The Lancet Respiratory Medicine: Risk and accuracy of outpatient-identified hypoxaemia for death among suspected child pneumonia cases in rural Bangladesh
Team member Carina King with colleagues’ have an article published in this month’s issue of The Lancet Respiratory Medicine. The paper that is also featured on the cover, is about a multifacility, prospective, observational study conducted in rural Bangladesh to evaluate the potential effect of pulse oximetry implementation on the WHO IMCI-based outpatient care of 3848 young children with suspected pneumonia.
Hypoxaemic pneumonia mortality risk in low- and middle-income countries is high in children who have been hospitalised, but unknown among outpatient children. The paper aimed to determine the burden of outpatients, mortality risk, and prognostic accuracy of death from hypoxaemia in children with suspected pneumonia in Bangladesh.

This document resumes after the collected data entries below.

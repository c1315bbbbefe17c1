//! ExecutorRegistry - 名前付き Executor の登録と管理
//!
//! Maps names to executor handles. `"immediate"` (inline) is present from the
//! start; everything else is created through `build`. Building under an
//! existing name replaces the entry; handles already held elsewhere keep
//! working against the old executor.

use std::collections::{BTreeMap, HashMap};
use std::num::NonZeroUsize;
use std::sync::Arc;
use std::time::Duration;

use parking_lot::RwLock;

use super::{ExecutorHandle, ExecutorLimits, ExecutorStats, InlineExecutor, ThreadPool};
use crate::config::RuntimeConfig;
use crate::error::WeftError;

/// Name of the pre-registered inline executor.
pub const IMMEDIATE: &str = "immediate";

/// Name under which the facade registers its shared unbounded pool.
pub const DEFAULT: &str = "default";

pub const DEFAULT_IDLE_TIMEOUT: Duration = Duration::from_secs(60);

pub struct ExecutorRegistry {
    executors: RwLock<HashMap<String, ExecutorHandle>>,
    idle_timeout: Duration,
}

impl ExecutorRegistry {
    pub fn new() -> Self {
        Self::with_idle_timeout(DEFAULT_IDLE_TIMEOUT)
    }

    /// Pools built by this registry retire workers idle for `idle_timeout`.
    pub fn with_idle_timeout(idle_timeout: Duration) -> Self {
        let mut executors = HashMap::new();
        executors.insert(
            IMMEDIATE.to_string(),
            ExecutorHandle::new(IMMEDIATE, Arc::new(InlineExecutor::new())),
        );
        Self {
            executors: RwLock::new(executors),
            idle_timeout,
        }
    }

    /// Build every executor listed in `config`.
    pub fn from_config(config: &RuntimeConfig) -> Result<Self, WeftError> {
        config.validate()?;
        let registry = Self::with_idle_timeout(config.idle_timeout());
        for executor in &config.executors {
            registry.build(&executor.name, executor.max_threads, executor.max_queue);
        }
        Ok(registry)
    }

    /// Create a pool under `name`, replacing any previous entry.
    ///
    /// No limits -> unbounded pool. Any limit -> bounded pool that runs
    /// overflow on the caller.
    pub fn build(
        &self,
        name: &str,
        max_threads: Option<NonZeroUsize>,
        max_queue: Option<usize>,
    ) -> ExecutorHandle {
        let limits = ExecutorLimits::bounded(max_threads, max_queue);
        let pool = ThreadPool::new(name, limits, self.idle_timeout);
        let handle = ExecutorHandle::new(name, Arc::new(pool));

        let previous = self
            .executors
            .write()
            .insert(name.to_string(), handle.clone());
        tracing::debug!(
            executor = name,
            kind = ?handle.kind(),
            ?max_threads,
            ?max_queue,
            replaced = previous.is_some(),
            "executor built"
        );
        handle
    }

    pub fn lookup(&self, name: &str) -> Result<ExecutorHandle, WeftError> {
        self.executors
            .read()
            .get(name)
            .cloned()
            .ok_or_else(|| WeftError::UnknownExecutor(name.to_string()))
    }

    /// Existing entry under `name`, or a freshly built unbounded pool.
    pub fn get_or_build_unbounded(&self, name: &str) -> ExecutorHandle {
        if let Ok(handle) = self.lookup(name) {
            return handle;
        }
        self.executors
            .write()
            .entry(name.to_string())
            .or_insert_with(|| {
                tracing::debug!(executor = name, "unbounded executor built");
                let pool = ThreadPool::new(name, ExecutorLimits::unbounded(), self.idle_timeout);
                ExecutorHandle::new(name, Arc::new(pool))
            })
            .clone()
    }

    /// Registered executor names, sorted.
    pub fn names(&self) -> Vec<String> {
        let mut names: Vec<String> = self.executors.read().keys().cloned().collect();
        names.sort();
        names
    }

    pub fn stats(&self) -> BTreeMap<String, ExecutorStats> {
        self.executors
            .read()
            .iter()
            .map(|(name, handle)| (name.clone(), handle.stats()))
            .collect()
    }

    /// Shut every executor down and wait up to `timeout` for their workers.
    /// `true` if all of them terminated.
    pub fn shutdown(&self, timeout: Duration) -> bool {
        let handles: Vec<ExecutorHandle> = self.executors.read().values().cloned().collect();
        for handle in &handles {
            handle.shutdown();
        }
        handles
            .iter()
            .all(|handle| handle.await_termination(timeout))
    }
}

impl Default for ExecutorRegistry {
    fn default() -> Self {
        Self::new()
    }
}

#[cfg(test)]
mod tests {
    use super::*;
    use crate::executor::ExecutorKind;
    use std::sync::mpsc;
    use std::thread;

    #[test]
    fn immediate_executor_is_preregistered() {
        let registry = ExecutorRegistry::new();
        let immediate = registry.lookup(IMMEDIATE).unwrap();
        assert_eq!(immediate.kind(), ExecutorKind::Inline);
        assert_eq!(registry.names(), vec![IMMEDIATE.to_string()]);
    }

    #[test]
    fn build_with_limits_creates_bounded_pool() {
        let registry = ExecutorRegistry::new();
        let built = registry.build("io", NonZeroUsize::new(7), Some(300));
        let found = registry.lookup("io").unwrap();

        assert!(built.ptr_eq(&found));
        assert_eq!(found.kind(), ExecutorKind::BoundedPool);
        assert_eq!(found.limits().max_threads, NonZeroUsize::new(7));
        assert_eq!(found.limits().max_queue, Some(300));
    }

    #[test]
    fn build_without_limits_creates_unbounded_pool() {
        let registry = ExecutorRegistry::new();
        let built = registry.build("cached", None, None);
        assert_eq!(built.kind(), ExecutorKind::UnboundedPool);
    }

    #[test]
    fn build_replaces_previous_entry() {
        let registry = ExecutorRegistry::new();
        let first = registry.build("io", NonZeroUsize::new(1), Some(0));
        let second = registry.build("io", NonZeroUsize::new(2), Some(0));

        let found = registry.lookup("io").unwrap();
        assert!(found.ptr_eq(&second));
        assert!(!found.ptr_eq(&first));
    }

    #[test]
    fn lookup_unknown_name_fails() {
        let registry = ExecutorRegistry::new();
        let err = registry.lookup("missing").unwrap_err();
        assert!(matches!(err, WeftError::UnknownExecutor(name) if name == "missing"));
    }

    #[test]
    fn stats_cover_every_executor() {
        let registry = ExecutorRegistry::new();
        registry.build("x", NonZeroUsize::new(5), Some(100));
        let stats = registry.stats();

        assert_eq!(stats[IMMEDIATE], ExecutorStats::INLINE);
        let x = stats["x"];
        assert_eq!(x.maximum_active_tasks, 5);
        assert_eq!(x.maximum_queued_tasks, 100);
        assert_eq!(x.largest_concurrency, 0);
        assert_eq!(x.completed, 0);
        assert_eq!(x.pending, 0);
        assert_eq!(x.active, 0);
    }

    #[test]
    fn stats_track_work_through_a_built_pool() {
        let registry = ExecutorRegistry::new();
        let handle = registry.build("x", NonZeroUsize::new(2), Some(10));
        let (tx, rx) = mpsc::channel();
        for i in 0..4 {
            let tx = tx.clone();
            handle.post(move || tx.send(i).unwrap());
        }
        let mut seen: Vec<i32> = rx.iter().take(4).collect();
        seen.sort();
        assert_eq!(seen, vec![0, 1, 2, 3]);

        while registry.stats()["x"].completed < 4 {
            thread::yield_now();
        }
        let x = registry.stats()["x"];
        assert_eq!(x.active, 0);
        assert_eq!(x.pending, 0);
        assert!(x.largest_concurrency >= 1 && x.largest_concurrency <= 2);
    }

    #[test]
    fn shutdown_terminates_all_pools() {
        let registry = ExecutorRegistry::new();
        let handle = registry.build("x", None, None);
        let (tx, rx) = mpsc::channel();
        handle.post(move || tx.send(()).unwrap());
        rx.recv().unwrap();

        assert!(registry.shutdown(Duration::from_secs(5)));
    }
}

The authors conducted a study in rural Bangladesh to evaluate the potential effect of pulse oximetry implementation on the WHO Integrated Management of Childhood Illness (IMCI) guidelines on outpatient care children with suspected pneumonia.
Findings support pulse oximeter use during the outpatient care of young children with suspected pneumonia in Bangladesh as well as the re-evaluation of the WHO IMCI currently recommended threshold of an oxygen saturation less than 90% for hospital referral.